Housed along with Schlafly's new bottling operation in a former supermarket just off the two main drags of downtown Maplewood, the Bottleworks building offers several seating options: in the bar area, outside on the patio (which has its own bar and where waits for a table recently hit two hours on weekends, as reservations aren't accepted) and inside a cavernous main dining area that feels a little like a high-school cafeteria. Along one side is the open-air kitchen -- usually a nice touch, but the room is so big it defeats the setup's intimate purpose. Considering how much ingenuity appears to have gone into the menu, the décor scheme lacks verve and doesn't build upon the Tap Room's nostalgic, red-brick charm (here the walls are painted muted tones of maroon and green). Since most of the brewing equipment is not visible from the restaurant (you can see it if you take a tour), the most interesting thing going at the Bottleworks, as far as charm, is checking out the board games available in the study-like waiting area. (They have Candy Land! And Chutes and Ladders!)
One problem with the food: It often doesn't carry intense enough flavors, and therefore registers as nothing special. The "bowl o'nuts" -- a mix of roasted almonds, pecans and walnuts -- fends off hunger but accomplishes little else. A beer bread appetizer did boast a great, greasy crust and tasted just like cornbread but without the loose texture; it was served with a lip-smacking chive-cheddar butter but also a blue cream cheese that somehow managed to offer no hint of blue cheese. Crawfish cakes featured salty-sweet bits held together with quinoa (a grain known for its blandness) and were topped by a lemon sour cream that tasted a lot like the blue cream cheese, in that it carried not a trace of lemon. A bacon-wrapped filet of beef ordered medium but served blood-red likewise failed to capitalize on its spotlight ingredient. In fact, what stole the show on that plate were two skewers of grilled vegetables (which can be ordered à la carte as a side dish) that featured wonderfully savory cremini mushrooms and sweet red onions. The "ultimate" grilled cheese sandwich -- baby Swiss and white cheddar on sourdough -- was good (could grilled cheese ever be bad?) but too staid to deserve its superlative moniker.
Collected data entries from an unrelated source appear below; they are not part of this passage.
// ---------------------------------------------------------------------------
// Tests
// ---------------------------------------------------------------------------

#[cfg(test)]
mod tests {
    use super::*;

    fn parse(text: &str) -> ParsedIntent {
        CommandParser::new().parse(text)
    }

    #[test]
    fn rule_table_compiles() {
        // Rule::new panics on an invalid pattern; constructing the parser
        // exercises every built-in rule.
        let parser = CommandParser::new();
        assert!(!parser.rules.is_empty());
    }

    #[test]
    fn click_extracts_target() {
        let parsed = parse("click sign up");
        assert_eq!(
            parsed.intent,
            Intent::Click {
                target: "sign up".into()
            }
        );
        assert_eq!(parsed.confidence, BUILTIN_CONFIDENCE);
    }

    #[test]
    fn click_strips_leading_article() {
        let parsed = parse("click on the submit button");
        assert_eq!(
            parsed.intent,
            Intent::Click {
                target: "submit button".into()
            }
        );
    }

    #[test]
    fn fill_slot_from_my_x_is() {
        let parsed = parse("my email is test@example.com");
        assert_eq!(
            parsed.intent,
            Intent::FillSlot {
                slot: "email".into(),
                value: "test@example.com".into()
            }
        );
    }

    #[test]
    fn slot_names_are_canonicalized() {
        assert_eq!(
            parse("my full name is Ada Lovelace").intent,
            Intent::FillSlot {
                slot: "name".into(),
                value: "Ada Lovelace".into()
            }
        );
        assert_eq!(
            parse("the verification code is 123456").intent,
            Intent::FillSlot {
                slot: "otp".into(),
                value: "123456".into()
            }
        );
    }

    #[test]
    fn captured_values_keep_their_casing() {
        // The verb and slot name match regardless of case, but the value
        // must come through untouched: it may be a password.
        assert_eq!(
            parse("My Password is Hunter2Secret").intent,
            Intent::FillSlot {
                slot: "password".into(),
                value: "Hunter2Secret".into()
            }
        );
        assert_eq!(
            parse("TYPE Dr. Grace INTO THE name field").intent,
            Intent::Fill {
                target: Some("name field".into()),
                value: "Dr. Grace".into()
            }
        );
    }

    #[test]
    fn role_phrasings_normalize() {
        for text in ["i am a student", "i'm a student", "student", "select student role"] {
            assert_eq!(
                parse(text).intent,
                Intent::SelectRole {
                    role: "student".into()
                },
                "phrase: {text}"
            );
        }
        assert_eq!(
            parse("i am a counselor").intent,
            Intent::SelectRole {
                role: "counsellor".into()
            }
        );
    }

    #[test]
    fn fill_with_target_and_focused_variants() {
        assert_eq!(
            parse("type john into the name field").intent,
            Intent::Fill {
                target: Some("name field".into()),
                value: "john".into()
            }
        );
        assert_eq!(
            parse("type hello world").intent,
            Intent::Fill {
                target: None,
                value: "hello world".into()
            }
        );
    }

    #[test]
    fn select_extracts_value_and_target() {
        assert_eq!(
            parse("select counsellor from the role dropdown").intent,
            Intent::Select {
                target: "role dropdown".into(),
                value: "counsellor".into()
            }
        );
    }

    #[test]
    fn movement_and_history() {
        assert_eq!(
            parse("scroll down").intent,
            Intent::Scroll {
                direction: ScrollDirection::Down
            }
        );
        assert_eq!(
            parse("go to the top of the page").intent,
            Intent::Scroll {
                direction: ScrollDirection::Top
            }
        );
        assert_eq!(
            parse("go back").intent,
            Intent::Navigate {
                direction: HistoryDirection::Back
            }
        );
        assert_eq!(parse("next field").intent, Intent::TabNavigate { backward: false });
    }

    #[test]
    fn auth_start_phrasings() {
        assert_eq!(
            parse("sign up").intent,
            Intent::AuthStart {
                mode: AuthMode::SignUp
            }
        );
        assert_eq!(
            parse("i want to create an account").intent,
            Intent::AuthStart {
                mode: AuthMode::SignUp
            }
        );
        assert_eq!(
            parse("log in").intent,
            Intent::AuthStart {
                mode: AuthMode::SignIn
            }
        );
    }

    #[test]
    fn click_sign_up_is_click_not_auth_start() {
        // The click verb binds tighter than the bare auth phrase.
        assert_eq!(
            parse("click sign up").intent,
            Intent::Click {
                target: "sign up".into()
            }
        );
    }

    #[test]
    fn conversation_control() {
        assert_eq!(parse("yes").intent, Intent::Confirm);
        assert_eq!(parse("never mind").intent, Intent::Cancel);
        assert_eq!(parse("help").intent, Intent::Help);
        assert_eq!(parse("where am i?").intent, Intent::WhereAmI);
    }

    #[test]
    fn unknown_has_zero_confidence() {
        let parsed = parse("xyzzy");
        assert!(matches!(parsed.intent, Intent::Unknown { .. }));
        assert_eq!(parsed.confidence, 0.0);
        assert!(parsed.raw_match.is_none());
    }

    #[test]
    fn parse_is_deterministic() {
        let parser = CommandParser::new();
        let first = parser.parse("click the dashboard link");
        let second = parser.parse("click the dashboard link");
        assert_eq!(first, second);
    }

    #[test]
    fn custom_commands_win_over_builtins() {
        let mut parser = CommandParser::new();
        parser
            .register_command("open-resume", r"^click resume$", |_| Intent::Click {
                target: "resume-builder".into(),
            })
            .unwrap();

        let parsed = parser.parse("click resume");
        assert_eq!(
            parsed.intent,
            Intent::Click {
                target: "resume-builder".into()
            }
        );
        assert_eq!(parsed.confidence, CUSTOM_CONFIDENCE);

        assert!(parser.unregister_command("open-resume"));
        assert_eq!(
            parser.parse("click resume").intent,
            Intent::Click {
                target: "resume".into()
            }
        );
    }

    #[test]
    fn invalid_custom_pattern_is_rejected() {
        let mut parser = CommandParser::new();
        let result = parser.register_command("broken", "[unclosed(", |_| Intent::Help);
        assert!(matches!(
            result,
            Err(EngineError::InvalidPattern { .. })
        ));
    }

    #[test]
    fn empty_utterance_is_unknown() {
        assert!(matches!(parse("   ").intent, Intent::Unknown { .. }));
    }
}
//! Seeded demo page for the REPL.
//!
//! Models the app's auth screen: mode tabs, the sign-up form with a role
//! dropdown, and a hidden verification step that submitting reveals. A few
//! navigation links sit far down the page so scrolling has something to do.

use std::sync::Arc;

use compass_surface::{MockSurface, NodeSpec};

/// Build the auth demo page.
pub fn auth_page() -> Arc<MockSurface> {
    let surface = Arc::new(MockSurface::new("/auth"));

    surface.add(
        NodeSpec::button("Sign In")
            .action_id("signin-tab")
            .at(440.0, 120.0)
            .sized(120.0, 40.0),
    );
    surface.add(
        NodeSpec::button("Sign Up")
            .action_id("signup-tab")
            .at(580.0, 120.0)
            .sized(120.0, 40.0),
    );

    surface.add(
        NodeSpec::text_input("name")
            .action_id("signup-name")
            .label("Full name")
            .placeholder("Jane Doe")
            .at(440.0, 200.0),
    );
    surface.add(
        NodeSpec::text_input("email")
            .action_id("signup-email")
            .input_type("email")
            .label("Email address")
            .placeholder("you@example.com")
            .at(440.0, 260.0),
    );
    surface.add(
        NodeSpec::text_input("password")
            .action_id("signup-password")
            .input_type("password")
            .label("Password")
            .at(440.0, 320.0),
    );
    surface.add(
        NodeSpec::select(
            "role",
            vec![("student", "Student"), ("counsellor", "Counsellor")],
        )
        .action_id("role-select")
        .label("I am a")
        .at(440.0, 380.0),
    );
    surface.add(
        NodeSpec::checkbox("remember")
            .action_id("remember-me")
            .label("Remember me")
            .at(440.0, 440.0)
            .sized(24.0, 24.0),
    );

    let submit = surface.add(
        NodeSpec::button("Create account")
            .action_id("signup-submit")
            .at(440.0, 500.0),
    );

    // The verification step stays hidden until the form is submitted.
    let otp = surface.add(
        NodeSpec::text_input("otp")
            .action_id("otp-input")
            .label("Verification code")
            .placeholder("6-digit code")
            .at(440.0, 580.0)
            .hidden(),
    );
    let verify = surface.add(
        NodeSpec::button("Verify")
            .action_id("verify-submit")
            .at(440.0, 640.0)
            .hidden(),
    );
    surface.on_click(submit, move |page| {
        page.set_hidden(otp, false);
        page.set_hidden(verify, false);
    });

    surface.add(
        NodeSpec::link("Dashboard")
            .action_id("nav-dashboard")
            .at(200.0, 2200.0),
    );
    surface.add(
        NodeSpec::link("Resume builder")
            .action_id("nav-resume")
            .at(440.0, 2200.0),
    );
    surface.add(
        NodeSpec::link("Messages")
            .action_id("nav-messages")
            .at(680.0, 2200.0),
    );

    surface
}
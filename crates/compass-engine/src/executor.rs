//! Action executor — primitive UI operations with visual feedback.
//!
//! Every primitive resolves its target, fails fast with a descriptive
//! message if the target is missing or disabled, scrolls it into view when
//! needed, applies a transient highlight, performs the native interaction,
//! and reports an [`ActionResult`]. Nothing here panics or propagates
//! errors: "element not found" is a reply to the user, not a fault, so even
//! internal surface errors are normalized into `{success: false, error}`.

use std::sync::Arc;
use std::time::Duration;

use serde::{Deserialize, Serialize};
use serde_json::json;
use tracing::{debug, warn};

use compass_surface::{
    HighlightKind, NodeId, NodeKind, NodeSnapshot, ScrollDirection, UiSurface,
};

use crate::element::{ElementDescriptor, ElementIndex, IndexOptions, Resolver};
use crate::intent::HistoryDirection;

/// The soft result every primitive returns.
#[derive(Debug, Clone, PartialEq, Serialize, Deserialize)]
pub struct ActionResult {
    pub success: bool,
    #[serde(skip_serializing_if = "Option::is_none")]
    pub error: Option<String>,
    #[serde(skip_serializing_if = "Option::is_none")]
    pub data: Option<serde_json::Value>,
}

impl ActionResult {
    pub fn ok() -> Self {
        Self {
            success: true,
            error: None,
            data: None,
        }
    }

    pub fn ok_with(data: serde_json::Value) -> Self {
        Self {
            success: true,
            error: None,
            data: Some(data),
        }
    }

    pub fn fail(error: impl Into<String>) -> Self {
        Self {
            success: false,
            error: Some(error.into()),
            data: None,
        }
    }
}

/// What a primitive operates on: a pre-resolved descriptor, a raw surface
/// node, a free-text query resolved internally, or whatever currently holds
/// focus.
#[derive(Debug, Clone)]
pub enum ActionTarget {
    Descriptor(ElementDescriptor),
    Node(NodeId),
    Query(String),
    Focused,
}

impl From<ElementDescriptor> for ActionTarget {
    fn from(descriptor: ElementDescriptor) -> Self {
        Self::Descriptor(descriptor)
    }
}

impl From<NodeId> for ActionTarget {
    fn from(node: NodeId) -> Self {
        Self::Node(node)
    }
}

impl From<&str> for ActionTarget {
    fn from(query: &str) -> Self {
        Self::Query(query.to_string())
    }
}

impl From<String> for ActionTarget {
    fn from(query: String) -> Self {
        Self::Query(query)
    }
}

/// Executes primitive UI operations against the surface.
pub struct ActionExecutor {
    surface: Arc<dyn UiSurface>,
    resolver: Arc<Resolver>,
}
Other items falter because their flavors are too intense. Served on a John Boos cutting board (the industry standard, manufactured in Effingham, Illinois), the farmer's platter appetizer paired a boring baguette with a generous portion of luscious Wisconsin Muenster (served properly, at room temperature). But the platter was done in by an acidic peach chutney that called to mind cleaning solution and chorizo reminiscent of what you'd find in a slinger. Another appetizer, goat cheese dip, refused to leave plenty delicious alone: Blended with roasted red peppers until it assumed a yellow-orange hue, the viscous substance that resulted was like goat cheese whiz. In the "Crusty the Trout" entrée, none of the fish's essence emerged out from under a hefty layer of breading, while a "grain blend" (quinoa, black barley and kamut) served on the side tasted like pure salt. A similar fate befell the lamb skewers, so candied they may as well have been yams, sitting in a pool of curried raisin-almond couscous that tasted like sugary breakfast cereal left standing in milk too long.